Collected data entries:
········

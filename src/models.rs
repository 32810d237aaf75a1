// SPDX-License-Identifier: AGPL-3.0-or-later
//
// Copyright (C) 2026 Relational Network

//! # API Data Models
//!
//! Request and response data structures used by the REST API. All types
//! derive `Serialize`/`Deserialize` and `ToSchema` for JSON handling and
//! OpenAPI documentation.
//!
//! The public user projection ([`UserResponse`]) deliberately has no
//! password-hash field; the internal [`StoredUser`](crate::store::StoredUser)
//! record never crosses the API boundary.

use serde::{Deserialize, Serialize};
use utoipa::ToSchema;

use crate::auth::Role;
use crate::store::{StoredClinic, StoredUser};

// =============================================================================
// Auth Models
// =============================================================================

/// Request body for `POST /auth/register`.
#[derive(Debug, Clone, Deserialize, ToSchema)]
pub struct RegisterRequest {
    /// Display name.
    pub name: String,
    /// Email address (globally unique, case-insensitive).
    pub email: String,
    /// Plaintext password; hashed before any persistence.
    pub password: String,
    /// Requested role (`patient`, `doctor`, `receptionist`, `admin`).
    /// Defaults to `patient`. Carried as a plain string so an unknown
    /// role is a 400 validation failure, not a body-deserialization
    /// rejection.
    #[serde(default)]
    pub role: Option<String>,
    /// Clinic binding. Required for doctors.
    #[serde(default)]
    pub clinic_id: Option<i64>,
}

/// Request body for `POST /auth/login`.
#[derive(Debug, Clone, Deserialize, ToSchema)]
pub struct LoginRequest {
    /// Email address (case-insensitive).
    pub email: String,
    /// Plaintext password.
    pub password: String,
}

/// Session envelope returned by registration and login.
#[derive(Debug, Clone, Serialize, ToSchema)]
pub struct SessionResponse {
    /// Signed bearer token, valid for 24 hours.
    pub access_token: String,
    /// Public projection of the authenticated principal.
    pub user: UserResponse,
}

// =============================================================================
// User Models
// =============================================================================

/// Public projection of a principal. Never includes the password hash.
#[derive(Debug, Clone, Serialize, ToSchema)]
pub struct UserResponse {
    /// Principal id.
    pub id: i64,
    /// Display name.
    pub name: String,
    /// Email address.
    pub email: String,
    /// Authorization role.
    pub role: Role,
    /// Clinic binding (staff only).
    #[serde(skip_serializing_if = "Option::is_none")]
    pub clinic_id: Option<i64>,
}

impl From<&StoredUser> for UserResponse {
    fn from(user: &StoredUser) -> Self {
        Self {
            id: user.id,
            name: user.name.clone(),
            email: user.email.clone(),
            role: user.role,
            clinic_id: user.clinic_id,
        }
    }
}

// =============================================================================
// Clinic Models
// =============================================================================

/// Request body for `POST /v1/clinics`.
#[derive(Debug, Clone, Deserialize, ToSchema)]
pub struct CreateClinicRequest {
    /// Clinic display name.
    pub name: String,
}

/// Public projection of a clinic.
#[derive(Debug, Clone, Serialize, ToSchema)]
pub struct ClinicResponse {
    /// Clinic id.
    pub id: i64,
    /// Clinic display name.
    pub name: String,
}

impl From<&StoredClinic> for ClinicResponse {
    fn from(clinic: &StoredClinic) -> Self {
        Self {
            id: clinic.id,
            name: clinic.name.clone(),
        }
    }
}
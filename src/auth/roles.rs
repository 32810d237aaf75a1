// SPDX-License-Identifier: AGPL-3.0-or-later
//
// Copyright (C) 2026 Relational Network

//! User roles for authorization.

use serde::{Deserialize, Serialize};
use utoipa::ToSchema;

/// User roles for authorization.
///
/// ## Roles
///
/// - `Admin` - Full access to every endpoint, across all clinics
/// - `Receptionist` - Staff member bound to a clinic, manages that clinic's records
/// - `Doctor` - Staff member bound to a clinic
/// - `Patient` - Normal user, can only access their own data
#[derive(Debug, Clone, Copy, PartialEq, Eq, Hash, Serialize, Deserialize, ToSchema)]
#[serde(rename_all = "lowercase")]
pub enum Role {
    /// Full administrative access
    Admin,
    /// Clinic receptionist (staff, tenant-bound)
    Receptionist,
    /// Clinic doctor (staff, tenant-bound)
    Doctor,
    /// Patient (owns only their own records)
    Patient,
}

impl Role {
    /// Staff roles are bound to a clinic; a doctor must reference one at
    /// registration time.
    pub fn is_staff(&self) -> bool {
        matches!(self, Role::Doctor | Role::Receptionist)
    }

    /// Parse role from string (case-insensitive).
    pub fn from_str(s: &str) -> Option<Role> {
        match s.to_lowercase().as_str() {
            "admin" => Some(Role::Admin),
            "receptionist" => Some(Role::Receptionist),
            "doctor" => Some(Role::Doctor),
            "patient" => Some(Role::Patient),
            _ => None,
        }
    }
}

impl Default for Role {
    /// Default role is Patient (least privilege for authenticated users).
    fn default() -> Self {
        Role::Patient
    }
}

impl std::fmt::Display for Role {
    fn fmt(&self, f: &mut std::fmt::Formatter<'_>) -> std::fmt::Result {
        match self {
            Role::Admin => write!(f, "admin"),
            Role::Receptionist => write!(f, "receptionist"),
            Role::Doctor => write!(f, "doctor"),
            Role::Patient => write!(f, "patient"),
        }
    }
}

········

_Exercise aim_
Find the number of lines above that hold the word "StoredClinic", then write that number by itself.

_Written reply_
3